Fifth Circuit: U.S. Court of Appeals Allows Search of Cell Phone Text Messages without Warrant, After Arrest
By: Houston Criminal Lawyer John Floyd and Paralegal Billy Sinclair
The popularity of Short Message Service (SMS), text messaging, originated in Europe and Asia before captivating American cell phone users, according to a 2008 CBS News report. SMS’ sudden popularity was linked directly to cost: it was cheaper to send short text messages than to make an actual phone call. CBS News pointed out that it cost less than a penny to send a text message in 2008. Perhaps it was also the cost factor that caused Americans, especially the young, to fall “head on heels” in love with texting in 2008. According to CTIA, the wireless industry trade association, Americans sent an average of 2.5 billion text messages per day that year, an increase of 160 percent over 2007. This SMS surge was fueled by teens between 13 and 17 who sent and received an average of 1,742 messages per month. And the SMS explosion in America did not escape the economic attention of the cell phone providers: the cost of sending and receiving text message increased by a whopping 100 percent during this same time period.
SMSs also caught the attention of law enforcement and the courts. We recently posted a piece concerning a decision in which the California Supreme Court ruled that the police may read and seize test messages stored on an accused suspect’s cell phone “incident to a lawful arrest.” Actually the 2011 California ruling has been precedent law here in the Fifth Circuit since 2007 when that federal appeals court handed down United States v. Finley. While we cited Finley in our previous post, we did not give it adequate attention.
Jacob Pierce Finley was convicted of one count of aiding and abetting possession with intent to distribute methamphetamines (meth). At the time of his August 2005 arrest in Midland, Texas by the local police and DEA agents Finley was working for a plumbing company owned by his uncle. As a tool of his employment, Finley was assigned a cell phone with which he was authorized to make personal cells along his business-related calls.

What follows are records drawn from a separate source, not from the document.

//! Time-variant pitch: base pitch, pitch envelope, LFO and bend.
//!
//! Pitches are log frequencies, 4096 units per octave. A partial's pitch is
//!
//! ```text
//! base   = wave base + key * keyfollow + coarse + fine + patch fine tune
//! pitch  = base + envelope + LFO + master tune (+ bend if enabled)
//! ```
//!
//! clamped to `0..=MAX_PITCH`. The envelope is a chain of linear segments in
//! level space (50 = no offset) whose times are log coded like the TVA's.

use crate::tables::MathTables;
use crate::timbre::PartialParam;
use crate::tva::key_time_subtraction;

/// Highest pitch the oscillators accept.
pub const MAX_PITCH: i32 = 59392;
/// Base pitch of a square wave at key 60.
pub const SQUARE_BASE_PITCH: i32 = 37133;
/// Base pitch of a sawtooth at key 60 (the saw generator runs an octave up).
pub const SAW_BASE_PITCH: i32 = 33037;

/// Key follow multipliers in Q13, indexed by the 0-16 key follow parameter.
/// The last two are slightly stretched tunings.
const PITCH_KEYFOLLOW_MULT: [i32; 17] = [
    -8192, -4096, -2048, 0, 1024, 2048, 3072, 4096, 5120, 6144, 7168, 8192, 10240, 12288, 16384,
    8198, 8226,
];

/// Envelope pitch units per level step, Q4, indexed by depth 0-10.
const PITCH_ENV_DEPTH: [i32; 11] = [0, 26, 52, 105, 210, 419, 839, 1311, 1678, 2097, 2621];

/// LFO phase increment per rate step.
const LFO_RATE_STEP: u32 = 13422;

/// Pitch offset of a key relative to 60.
#[inline]
pub fn key_to_pitch(key: u8) -> i32 {
    (i32::from(key) - 60) * 4096 / 12
}

/// Pitch offset of a coarse tune value (36 = unison).
#[inline]
pub fn coarse_to_pitch(coarse: u8) -> i32 {
    (i32::from(coarse) - 36) * 4096 / 12
}

/// Pitch offset of a fine tune value in cents (50 = unison).
#[inline]
pub fn fine_to_pitch(fine: u8) -> i32 {
    (i32::from(fine) - 50) * 4096 / 1200
}

/// Master tune offset (64 = A440, about half a semitone either way).
#[inline]
pub fn master_tune_to_pitch(tune: u8) -> i32 {
    ((i32::from(tune.min(127)) - 64) * 171) >> 6
}

/// Pitch bend offset for a 14-bit bend value and a range in semitones.
#[inline]
pub fn bend_to_pitch(raw: u16, range: u8) -> i32 {
    ((i32::from(raw.min(0x3FFF)) - 8192) * i32::from(range.min(24)) * 683) >> 14
}

/// Segment length in samples for a 0-100 time value.
pub fn env_time_to_samples(math: &MathTables, time: i32) -> u32 {
    let time = time.clamp(0, 100) as u32;
    (math.exp2_mantissa((time & 7) << 9) << (time >> 3)) >> 7
}

/// Pitch of a partial before envelopes, bend and master tune.
pub fn base_pitch(param: &PartialParam, wave_pitch: i32, key: u8, fine_tune: u8) -> i32 {
    let mult = PITCH_KEYFOLLOW_MULT[usize::from(param.wg.keyfollow.min(16))];
    wave_pitch
        + ((key_to_pitch(key) * mult) >> 13)
        + coarse_to_pitch(param.wg.coarse)
        + fine_to_pitch(param.wg.fine)
        + fine_to_pitch(fine_tune)
}

/// Live controls read every sample.
#[derive(Debug, Clone, Copy, Default, PartialEq, Eq)]
pub struct PitchControls {
    /// Bend offset from [`bend_to_pitch`].
    pub bend: i32,
    /// Master tune offset from [`master_tune_to_pitch`].
    pub master_tune: i32,
    /// Modulation wheel, 0-127.
    pub modulation: u8,
}

#[derive(Debug, Clone, Copy, PartialEq, Eq, Default)]
enum Segment {
    #[default]
    Attack,
    Decay,
    Approach,
    Sustain,
    Release,
    Done,
}

/// Pitch generator of one partial.
#[derive(Debug, Clone, Default)]
pub struct Tvp {
    base: i32,
    bender: bool,
    levels: [u8; 5],
    times: [u32; 4],
    depth_mult: i32,
    segment: Segment,
    /// Current level, Q8.
    level: i32,
    segment_target: i32,
    step: i32,
    remaining: u32,
    lfo_phase: u32,
    lfo_increment: u32,
    lfo_depth: u8,
    lfo_mod_sens: u8,
}

impl Tvp {
    /// An idle generator.
    pub fn new() -> Self {
        Self::default()
    }

    /// Start for a new note.
    pub fn reset(&mut self, math: &MathTables, param: &PartialParam, base: i32, key: u8, velocity: u8) {
        let env = &param.pitch_env;
        let key_sub = key_time_subtraction(env.time_keyfollow, key);
        self.base = base;
        self.bender = param.wg.bender;
        self.levels = env.level;
        for (dst, &t) in self.times.iter_mut().zip(&env.time) {
            *dst = env_time_to_samples(math, i32::from(t) - key_sub);
        }
        let velo_factor = 128 - i32::from(env.velo_sens.min(3)) * (127 - i32::from(velocity.min(127))) / 3;
        self.depth_mult = (PITCH_ENV_DEPTH[usize::from(env.depth.min(10))] * velo_factor) >> 7;

        self.level = i32::from(self.levels[0]) << 8;
        self.enter(Segment::Attack);

        self.lfo_phase = 0;
        self.lfo_increment = u32::from(param.pitch_lfo.rate.min(100)) * LFO_RATE_STEP;
        self.lfo_depth = param.pitch_lfo.depth.min(100);
        self.lfo_mod_sens = param.pitch_lfo.mod_sens.min(100);
    }

    fn enter(&mut self, segment: Segment) {
        let (target, samples) = match segment {
            Segment::Attack => (self.levels[1], self.times[0]),
            Segment::Decay => (self.levels[2], self.times[1]),
            Segment::Approach => (self.levels[3], self.times[2]),
            Segment::Release => (self.levels[4], self.times[3]),
            Segment::Sustain | Segment::Done => {
                self.segment = segment;
                self.step = 0;
                self.remaining = 0;
                return;
            }
        };
        self.segment = segment;
        let samples = samples.max(1);
        self.step = ((i32::from(target) << 8) - self.level) / samples as i32;
        self.remaining = samples;
        self.segment_target = i32::from(target) << 8;
    }

    /// Move to the release segment.
    pub fn start_decay(&mut self) {
        if !matches!(self.segment, Segment::Release | Segment::Done) {
            self.enter(Segment::Release);
        }
    }

    fn advance_envelope(&mut self) {
        if self.remaining == 0 {
            return;
        }
        self.remaining -= 1;
        if self.remaining == 0 {
            self.level = self.segment_target;
            let next = match self.segment {
                Segment::Attack => Segment::Decay,
                Segment::Decay => Segment::Approach,
                Segment::Approach => Segment::Sustain,
                Segment::Release | Segment::Sustain | Segment::Done => Segment::Done,
            };
            self.enter(next);
        } else {
            self.level += self.step;
        }
    }

    /// Envelope offset in pitch units.
    #[inline]
    pub fn envelope_offset(&self) -> i32 {
        ((self.level - (50 << 8)) * self.depth_mult) >> 12
    }

    fn lfo_offset(&mut self, modulation: u8) -> i32 {
        let depth = (i32::from(self.lfo_depth)
            + ((i32::from(modulation.min(127)) * i32::from(self.lfo_mod_sens)) >> 7))
            .min(100);
        if depth == 0 || self.lfo_increment == 0 {
            return 0;
        }
        self.lfo_phase = self.lfo_phase.wrapping_add(self.lfo_increment);
        let p = (self.lfo_phase >> 18) as i32;
        let tri = (if p < 8192 { p } else { 16383 - p }) * 2 - 8192;
        (tri * depth) >> 10
    }

    /// Advance one sample and return the pitch.
    #[inline]
    pub fn next_pitch(&mut self, controls: &PitchControls) -> u16 {
        self.advance_envelope();
        let mut pitch = self.base + self.envelope_offset() + controls.master_tune;
        pitch += self.lfo_offset(controls.modulation);
        if self.bender {
            pitch += controls.bend;
        }
        pitch.clamp(0, MAX_PITCH) as u16
    }
}

#[cfg(test)]
mod tests {
    use super::*;

    #[test]
    fn test_pitch_conversions() {
        assert_eq!(key_to_pitch(60), 0);
        assert_eq!(key_to_pitch(72), 4096);
        assert_eq!(key_to_pitch(48), -4096);
        assert_eq!(coarse_to_pitch(48), 4096);
        assert_eq!(fine_to_pitch(50), 0);
        assert_eq!(fine_to_pitch(100), 170);
        assert_eq!(master_tune_to_pitch(64), 0);
        assert_eq!(master_tune_to_pitch(127), 168);
        assert_eq!(master_tune_to_pitch(0), -171);
    }

    #[test]
    fn test_bend_range() {
        assert_eq!(bend_to_pitch(8192, 12), 0);
        let up = bend_to_pitch(0x3FFF, 12);
        assert!((4090..=4100).contains(&up), "{up}");
        let down = bend_to_pitch(0, 2);
        assert!((-684..=-680).contains(&down), "{down}");
        assert_eq!(bend_to_pitch(0x3FFF, 0), 0);
    }

    #[test]
    fn test_keyfollow() {
        let mut p = PartialParam::default();
        assert_eq!(base_pitch(&p, SQUARE_BASE_PITCH, 72, 50), SQUARE_BASE_PITCH + 4096);
        p.wg.keyfollow = 3;
        assert_eq!(base_pitch(&p, SQUARE_BASE_PITCH, 72, 50), SQUARE_BASE_PITCH);
        p.wg.keyfollow = 14;
        assert_eq!(base_pitch(&p, SQUARE_BASE_PITCH, 72, 50), SQUARE_BASE_PITCH + 8192);
    }

    #[test]
    fn test_env_times_grow() {
        let math = MathTables::new();
        assert_eq!(env_time_to_samples(&math, 0), 32);
        let mut last = 0;
        for t in 0..=100 {
            let n = env_time_to_samples(&math, t);
            assert!(n >= last);
            last = n;
        }
        assert!(last > 150_000);
    }

    #[test]
    fn test_flat_envelope_holds_base() {
        let math = MathTables::new();
        let p = PartialParam::default();
        let mut tvp = Tvp::new();
        tvp.reset(&math, &p, 30000, 60, 100);
        for _ in 0..1000 {
            assert_eq!(tvp.next_pitch(&PitchControls::default()), 30000);
        }
    }

    #[test]
    fn test_envelope_moves_and_settles() {
        let math = MathTables::new();
        let mut p = PartialParam::default();
        p.pitch_env.depth = 10;
        p.pitch_env.time = [5, 5, 5, 5];
        p.pitch_env.level = [100, 50, 50, 50, 0];
        let mut tvp = Tvp::new();
        tvp.reset(&math, &p, 30000, 60, 127);
        let first = tvp.next_pitch(&PitchControls::default());
        assert!(first > 30000);
        for _ in 0..10_000 {
            tvp.next_pitch(&PitchControls::default());
        }
        assert_eq!(tvp.next_pitch(&PitchControls::default()), 30000);
        tvp.start_decay();
        for _ in 0..10_000 {
            tvp.next_pitch(&PitchControls::default());
        }
        assert!(tvp.next_pitch(&PitchControls::default()) < 30000);
    }

    #[test]
    fn test_bender_switch() {
        let math = MathTables::new();
        let mut p = PartialParam::default();
        let controls = PitchControls {
            bend: 500,
            ..PitchControls::default()
        };
        let mut tvp = Tvp::new();
        tvp.reset(&math, &p, 30000, 60, 100);
        assert_eq!(tvp.next_pitch(&controls), 30500);
        p.wg.bender = false;
        tvp.reset(&math, &p, 30000, 60, 100);
        assert_eq!(tvp.next_pitch(&controls), 30000);
    }

    #[test]
    fn test_lfo_follows_modulation() {
        let math = MathTables::new();
        let mut p = PartialParam::default();
        p.pitch_lfo.rate = 50;
        p.pitch_lfo.mod_sens = 100;
        let mut tvp = Tvp::new();
        tvp.reset(&math, &p, 30000, 60, 100);
        let still: Vec<u16> = (0..2000)
            .map(|_| tvp.next_pitch(&PitchControls::default()))
            .collect();
        assert!(still.iter().all(|&v| v == 30000));
        let wheel = PitchControls {
            modulation: 127,
            ..PitchControls::default()
        };
        let moving: Vec<u16> = (0..8000).map(|_| tvp.next_pitch(&wheel)).collect();
        assert!(moving.iter().any(|&v| v > 30000));
        assert!(moving.iter().any(|&v| v < 30000));
    }

    #[test]
    fn test_clamped() {
        let math = MathTables::new();
        let p = PartialParam::default();
        let mut tvp = Tvp::new();
        tvp.reset(&math, &p, MAX_PITCH + 5000, 60, 100);
        assert_eq!(i32::from(tvp.next_pitch(&PitchControls::default())), MAX_PITCH);
        tvp.reset(&math, &p, -100, 60, 100);
        assert_eq!(tvp.next_pitch(&PitchControls::default()), 0);
    }
}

Law enforcement attention focused on Finley after the Midland police and DEA agents set up an undercover meth buy from a local dealer named Mark Brown. The DEA used one of its confidential informants (“CI”) to arrange the drug purchase. The CI contacted Brown telling him that she wanted to purchase $600 in meth but could not come to Brown’s residence because she was at a truck stop with no transportation. Brown agreed to meet the CI at the truck stop where the DEA gave her $600 in marked bills.